• ASSIGNMENT: Your task is to copy every line below that contains the word "numbered".

• TASK INPUTS:

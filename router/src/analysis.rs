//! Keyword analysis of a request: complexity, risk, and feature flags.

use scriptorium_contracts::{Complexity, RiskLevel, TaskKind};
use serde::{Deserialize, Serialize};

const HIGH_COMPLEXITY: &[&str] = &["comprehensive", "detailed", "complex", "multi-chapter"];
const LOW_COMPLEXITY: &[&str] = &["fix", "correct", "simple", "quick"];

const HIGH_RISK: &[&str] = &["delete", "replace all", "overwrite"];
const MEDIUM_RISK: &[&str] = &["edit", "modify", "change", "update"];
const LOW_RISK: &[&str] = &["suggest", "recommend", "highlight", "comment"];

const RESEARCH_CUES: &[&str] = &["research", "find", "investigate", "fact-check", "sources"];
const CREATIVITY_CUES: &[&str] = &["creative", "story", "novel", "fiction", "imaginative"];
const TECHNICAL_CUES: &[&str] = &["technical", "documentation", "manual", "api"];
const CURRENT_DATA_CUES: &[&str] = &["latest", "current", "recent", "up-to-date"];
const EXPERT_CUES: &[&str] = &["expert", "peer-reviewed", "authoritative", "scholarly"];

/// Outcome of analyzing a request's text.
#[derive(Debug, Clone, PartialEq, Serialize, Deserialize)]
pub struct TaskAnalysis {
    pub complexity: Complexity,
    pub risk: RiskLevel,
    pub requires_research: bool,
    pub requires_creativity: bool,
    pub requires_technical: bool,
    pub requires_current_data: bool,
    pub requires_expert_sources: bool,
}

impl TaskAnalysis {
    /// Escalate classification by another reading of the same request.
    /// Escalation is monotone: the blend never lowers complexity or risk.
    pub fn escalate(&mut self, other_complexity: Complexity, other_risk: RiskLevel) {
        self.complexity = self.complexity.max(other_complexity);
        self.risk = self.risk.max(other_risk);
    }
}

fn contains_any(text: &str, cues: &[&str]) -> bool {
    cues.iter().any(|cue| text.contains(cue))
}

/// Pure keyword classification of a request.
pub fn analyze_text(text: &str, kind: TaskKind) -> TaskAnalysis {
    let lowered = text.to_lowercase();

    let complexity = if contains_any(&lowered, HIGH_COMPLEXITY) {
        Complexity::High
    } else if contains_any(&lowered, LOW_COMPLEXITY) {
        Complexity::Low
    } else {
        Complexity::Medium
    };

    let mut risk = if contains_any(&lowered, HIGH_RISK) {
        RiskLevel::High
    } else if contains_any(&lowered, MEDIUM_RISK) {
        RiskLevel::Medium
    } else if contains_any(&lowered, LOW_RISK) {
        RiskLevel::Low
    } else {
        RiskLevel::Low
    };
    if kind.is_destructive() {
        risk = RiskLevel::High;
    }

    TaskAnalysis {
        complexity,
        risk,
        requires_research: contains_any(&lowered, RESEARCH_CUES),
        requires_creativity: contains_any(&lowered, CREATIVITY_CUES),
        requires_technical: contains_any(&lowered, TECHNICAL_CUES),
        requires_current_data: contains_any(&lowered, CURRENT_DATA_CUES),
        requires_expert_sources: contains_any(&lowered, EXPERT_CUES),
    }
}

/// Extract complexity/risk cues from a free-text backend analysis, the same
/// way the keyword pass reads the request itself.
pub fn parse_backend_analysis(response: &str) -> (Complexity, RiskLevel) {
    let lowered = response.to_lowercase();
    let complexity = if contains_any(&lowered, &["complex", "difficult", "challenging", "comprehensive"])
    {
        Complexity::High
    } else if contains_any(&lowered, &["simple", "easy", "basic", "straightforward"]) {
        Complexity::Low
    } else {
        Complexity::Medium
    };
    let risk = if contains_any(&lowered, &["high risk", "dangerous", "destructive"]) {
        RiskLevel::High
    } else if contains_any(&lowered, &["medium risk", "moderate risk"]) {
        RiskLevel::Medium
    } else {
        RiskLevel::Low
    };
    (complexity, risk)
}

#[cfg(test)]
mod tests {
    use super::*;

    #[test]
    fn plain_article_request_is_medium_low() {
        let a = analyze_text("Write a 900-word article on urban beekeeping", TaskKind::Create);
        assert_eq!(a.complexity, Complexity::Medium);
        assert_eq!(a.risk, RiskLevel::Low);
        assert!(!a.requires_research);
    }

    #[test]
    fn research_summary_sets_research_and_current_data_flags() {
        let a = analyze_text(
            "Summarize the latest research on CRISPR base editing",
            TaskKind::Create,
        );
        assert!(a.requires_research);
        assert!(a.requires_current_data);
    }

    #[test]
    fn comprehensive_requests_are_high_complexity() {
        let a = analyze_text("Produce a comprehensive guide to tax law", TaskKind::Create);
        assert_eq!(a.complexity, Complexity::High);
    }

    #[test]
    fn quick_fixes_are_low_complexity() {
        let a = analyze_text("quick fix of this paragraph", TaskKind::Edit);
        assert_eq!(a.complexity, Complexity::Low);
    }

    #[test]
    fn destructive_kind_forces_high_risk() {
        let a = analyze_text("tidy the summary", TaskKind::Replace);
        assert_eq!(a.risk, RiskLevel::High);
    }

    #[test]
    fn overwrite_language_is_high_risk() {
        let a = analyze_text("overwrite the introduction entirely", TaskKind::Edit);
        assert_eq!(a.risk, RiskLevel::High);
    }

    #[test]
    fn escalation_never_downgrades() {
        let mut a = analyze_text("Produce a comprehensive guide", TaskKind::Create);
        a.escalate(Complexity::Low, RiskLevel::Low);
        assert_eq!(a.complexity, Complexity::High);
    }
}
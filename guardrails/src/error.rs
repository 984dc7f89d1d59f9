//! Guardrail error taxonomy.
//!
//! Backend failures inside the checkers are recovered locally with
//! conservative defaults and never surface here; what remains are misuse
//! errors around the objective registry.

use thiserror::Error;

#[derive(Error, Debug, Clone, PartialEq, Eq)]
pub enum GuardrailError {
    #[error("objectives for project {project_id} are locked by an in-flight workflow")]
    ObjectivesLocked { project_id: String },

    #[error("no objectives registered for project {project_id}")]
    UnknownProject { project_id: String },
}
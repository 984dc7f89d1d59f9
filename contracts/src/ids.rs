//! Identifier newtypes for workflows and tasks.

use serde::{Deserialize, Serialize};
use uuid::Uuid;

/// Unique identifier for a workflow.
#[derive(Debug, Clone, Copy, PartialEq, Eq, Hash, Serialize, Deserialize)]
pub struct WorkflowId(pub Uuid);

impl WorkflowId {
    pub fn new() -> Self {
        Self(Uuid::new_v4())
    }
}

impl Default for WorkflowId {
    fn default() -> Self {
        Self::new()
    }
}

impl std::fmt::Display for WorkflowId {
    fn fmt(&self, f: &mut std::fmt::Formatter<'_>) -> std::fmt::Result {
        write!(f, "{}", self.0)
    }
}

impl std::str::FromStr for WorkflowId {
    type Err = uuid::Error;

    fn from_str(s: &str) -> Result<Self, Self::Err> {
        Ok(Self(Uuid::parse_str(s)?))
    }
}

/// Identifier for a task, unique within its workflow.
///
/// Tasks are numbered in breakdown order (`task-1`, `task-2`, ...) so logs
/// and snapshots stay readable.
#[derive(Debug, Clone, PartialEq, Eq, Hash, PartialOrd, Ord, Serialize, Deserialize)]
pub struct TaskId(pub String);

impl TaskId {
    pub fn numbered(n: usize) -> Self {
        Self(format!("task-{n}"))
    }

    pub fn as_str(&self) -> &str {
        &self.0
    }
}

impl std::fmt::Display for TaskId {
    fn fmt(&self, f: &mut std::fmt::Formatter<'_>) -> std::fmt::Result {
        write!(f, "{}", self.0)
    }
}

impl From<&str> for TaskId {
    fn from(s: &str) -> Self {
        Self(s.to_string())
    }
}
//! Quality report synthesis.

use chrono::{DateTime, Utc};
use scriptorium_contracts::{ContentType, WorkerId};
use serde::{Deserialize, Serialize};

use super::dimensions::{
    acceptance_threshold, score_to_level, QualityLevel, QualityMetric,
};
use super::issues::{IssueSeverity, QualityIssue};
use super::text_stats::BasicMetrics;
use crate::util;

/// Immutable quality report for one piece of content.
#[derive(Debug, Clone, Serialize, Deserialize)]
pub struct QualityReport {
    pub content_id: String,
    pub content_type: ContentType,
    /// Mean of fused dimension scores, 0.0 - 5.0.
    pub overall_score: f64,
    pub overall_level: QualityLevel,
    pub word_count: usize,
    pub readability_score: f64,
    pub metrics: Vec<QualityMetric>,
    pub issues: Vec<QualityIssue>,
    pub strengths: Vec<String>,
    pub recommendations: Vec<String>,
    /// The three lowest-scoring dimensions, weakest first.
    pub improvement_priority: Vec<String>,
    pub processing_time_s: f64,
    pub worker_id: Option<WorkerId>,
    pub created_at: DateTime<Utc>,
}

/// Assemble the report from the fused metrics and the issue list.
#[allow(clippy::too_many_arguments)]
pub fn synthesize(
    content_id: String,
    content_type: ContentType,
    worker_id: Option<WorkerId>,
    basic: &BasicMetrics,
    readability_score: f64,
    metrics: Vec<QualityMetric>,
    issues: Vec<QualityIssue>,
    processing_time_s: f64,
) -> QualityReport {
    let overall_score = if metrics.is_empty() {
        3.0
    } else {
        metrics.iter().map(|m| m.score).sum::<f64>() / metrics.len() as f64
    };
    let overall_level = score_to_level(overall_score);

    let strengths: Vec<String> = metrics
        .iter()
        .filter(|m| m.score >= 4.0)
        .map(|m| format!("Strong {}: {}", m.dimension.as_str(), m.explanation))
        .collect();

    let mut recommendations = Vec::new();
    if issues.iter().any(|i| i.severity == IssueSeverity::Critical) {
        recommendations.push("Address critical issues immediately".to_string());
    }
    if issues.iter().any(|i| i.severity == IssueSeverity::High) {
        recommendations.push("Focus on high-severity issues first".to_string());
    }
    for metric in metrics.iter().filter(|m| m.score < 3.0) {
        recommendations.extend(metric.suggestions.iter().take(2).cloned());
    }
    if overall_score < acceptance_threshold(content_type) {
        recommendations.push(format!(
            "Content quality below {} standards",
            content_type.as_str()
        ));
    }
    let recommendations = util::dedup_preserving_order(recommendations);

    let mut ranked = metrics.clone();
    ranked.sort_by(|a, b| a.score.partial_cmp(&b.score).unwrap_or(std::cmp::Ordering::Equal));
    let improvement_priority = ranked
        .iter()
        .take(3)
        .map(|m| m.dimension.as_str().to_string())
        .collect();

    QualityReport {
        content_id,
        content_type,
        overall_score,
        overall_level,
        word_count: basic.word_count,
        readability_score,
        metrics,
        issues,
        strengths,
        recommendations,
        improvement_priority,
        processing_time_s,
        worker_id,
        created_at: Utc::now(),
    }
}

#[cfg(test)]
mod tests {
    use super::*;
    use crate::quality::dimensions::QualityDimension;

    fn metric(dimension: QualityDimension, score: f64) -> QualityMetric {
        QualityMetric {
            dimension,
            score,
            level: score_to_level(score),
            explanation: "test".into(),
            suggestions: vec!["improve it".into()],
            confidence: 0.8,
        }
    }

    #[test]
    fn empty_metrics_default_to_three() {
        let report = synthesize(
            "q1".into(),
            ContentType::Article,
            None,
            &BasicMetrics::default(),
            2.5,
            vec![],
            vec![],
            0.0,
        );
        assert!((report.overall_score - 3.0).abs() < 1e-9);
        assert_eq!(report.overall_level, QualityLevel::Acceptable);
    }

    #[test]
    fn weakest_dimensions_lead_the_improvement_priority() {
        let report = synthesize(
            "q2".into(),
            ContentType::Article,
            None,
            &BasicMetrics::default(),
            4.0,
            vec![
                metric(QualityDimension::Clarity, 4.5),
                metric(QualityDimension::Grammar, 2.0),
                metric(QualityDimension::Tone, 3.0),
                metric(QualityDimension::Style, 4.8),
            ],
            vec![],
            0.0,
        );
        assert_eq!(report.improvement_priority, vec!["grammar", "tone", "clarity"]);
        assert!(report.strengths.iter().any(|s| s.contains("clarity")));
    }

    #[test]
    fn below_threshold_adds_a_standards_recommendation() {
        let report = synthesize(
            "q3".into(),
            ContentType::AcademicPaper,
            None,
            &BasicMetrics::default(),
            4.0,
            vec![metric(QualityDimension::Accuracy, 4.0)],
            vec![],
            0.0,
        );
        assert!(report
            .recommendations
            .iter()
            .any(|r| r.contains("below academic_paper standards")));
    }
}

• ANSWER FOR THE TASK:
/// Tasks are numbered in breakdown order (`task-1`, `task-2`, ...) so logs
    pub fn numbered(n: usize) -> Self {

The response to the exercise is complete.